Monday, August 08, 2011

Ten Random Ways Your Facebook Postings Will Bite You in Litigation.

1.  You say you're so injuried you've lost all enjoyment of life.  Your recent video shows you bungie jumping and doing gymnastics.

2.  You claim you're unemployed and unemployable, but brag about your recent big deals as an entrepreneur.  

3.  You say you want custody of the kids, but list yourself as "Single" and "Without Children."  

4.  You claim to be a stable, good parent, but your page is filled with images showing wild drinking and pot parties, and you in compromising positions.

5.  You claim to be unable to pay spousal support, but your photos show you in your new Ferrari, and at various posh vacation sites.

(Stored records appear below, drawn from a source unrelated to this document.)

use chrono::{DateTime, Utc};
use serde::{Deserialize, Serialize};
use uuid::Uuid;

use super::UserRole;

/// Append-only chat message. No edit or delete operation exists.
#[derive(Debug, Clone, Serialize, sqlx::FromRow)]
pub struct Message {
    pub id: Uuid,
    pub course_id: Uuid,
    pub sender_id: Uuid,
    pub sender_name: String,
    pub sender_role: UserRole,
    pub message: String,
    pub timestamp: DateTime<Utc>,
}

#[derive(Debug, Deserialize)]
pub struct CreateMessageRequest {
    pub sender_id: Uuid,
    pub sender_name: String,
    pub sender_role: UserRole,
    pub message: String,
}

6.  You brag about how you are going to get a million bucks in your lawsuit by your creative exagerrated stories of injury and loss.  

7.  You admit you're scared to death, and will settle for almost nothing just to get out of the case.

8.  You are patently flirtatious and seductive during a time when you alleged to be totally traumatized by sexual harassment.  You post coarse sexual language and extend explicit sexual invitations when you claim to be extremely sensitive to much milder statements made to you at work.  

9.  You disclose confidential work information and trade secrets.

10.  You belittle your company and your show bold and unrestrained contempt for your boss.  



Generally, California's Electronic Discovery Act (effective June 29, 2009), amended the CA Discovery Act to provide for procedures for litigants to acquire "Electronically Stored Information."  See C.C.P. Sec. 2016.020.  

The five questions to ask when seeking any admissible evidence are:

1.  Is it relevant?

2.  Can it be authenticated?

3.  If offered for the truth of the matter conveyed by the posting, is there a hearsay exception that will allow admission?

4.  Can you access the original or will "secondary evidence" suffice?

5.  Is the proferred evidence too prejudicial to be admitted when weighed against its "probative value?"  

See:  Lorraine v. Market American Ins. Co., 241 F.R.D. 534 (2007).